I have two dfs.
df1 = pd.DataFrame(["bazzar","dogsss","zxvfzx","anythi"], columns = [0], index = [0,1,2,3])
df2 = pd.DataFrame(["baar","maar","cats","$%&*"], columns = [0], index = [0,1,2,3])
df1 = df1[0].apply(lambda x: pd.Series(list(x)))
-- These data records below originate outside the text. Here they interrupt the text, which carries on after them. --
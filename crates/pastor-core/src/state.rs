//! UI-agnostic chat types
//!
//! These are shared by every front-end and don't depend on any specific UI
//! framework.

use serde::{Deserialize, Serialize};
use std::fmt;

/// Opaque, time-derived message identifier.
///
/// Values are Unix milliseconds; a [`Conversation`](crate::Conversation)
/// hands them out strictly increasing so two messages created in the same
/// millisecond still get distinct ids.
#[derive(Debug, Clone, Copy, PartialEq, Eq, PartialOrd, Ord, Hash, Serialize, Deserialize)]
#[serde(transparent)]
pub struct MessageId(i64);

impl MessageId {
    pub(crate) fn from_millis(millis: i64) -> Self {
        Self(millis)
    }

    pub(crate) fn as_millis(self) -> i64 {
        self.0
    }
}

impl fmt::Display for MessageId {
    fn fmt(&self, f: &mut fmt::Formatter<'_>) -> fmt::Result {
        write!(f, "{}", self.0)
    }
}

/// Who wrote a message
#[derive(Debug, Clone, Copy, PartialEq, Eq, Serialize, Deserialize)]
#[serde(rename_all = "lowercase")]
pub enum Sender {
    User,
    Assistant,
}

impl Sender {
    pub fn as_str(&self) -> &'static str {
        match self {
            Sender::User => "user",
            Sender::Assistant => "assistant",
        }
    }
}

/// A single entry in the conversation. Immutable once created.
#[derive(Debug, Clone, PartialEq, Eq, Serialize, Deserialize)]
pub struct Message {
    id: MessageId,
    sender: Sender,
    text: String,
}

impl Message {
    pub fn new(id: MessageId, sender: Sender, text: impl Into<String>) -> Self {
        Self {
            id,
            sender,
            text: text.into(),
        }
    }

    pub fn id(&self) -> MessageId {
        self.id
    }

    pub fn sender(&self) -> Sender {
        self.sender
    }

    pub fn text(&self) -> &str {
        &self.text
    }
}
df2 = df2[0].apply(lambda x: pd.Series(list(x)))
which look like
df1
0 1 2 3 4 5
0 b a z z a r
1 d o g s s s
2 z x v f z x
3 a n y t h i
df2
0 1 2 3
0 b a a r
1 m a a r
2 c a t s
3 $ % & *
I want to compare their first rows and make them identical by inserting new columns containing the character z
to df2
, so that df2
becomes
0 1 2 3 4 5
0 b a z z a r
1 m a z z a r
2 c a z z t s
3 $ % z z & *
An additional example:
df3 = pd.DataFrame(["aazzbbzcc","bbbbbbbbb","ccccccccc","ddddddddd"], columns = [0], index = [0,1,2,3])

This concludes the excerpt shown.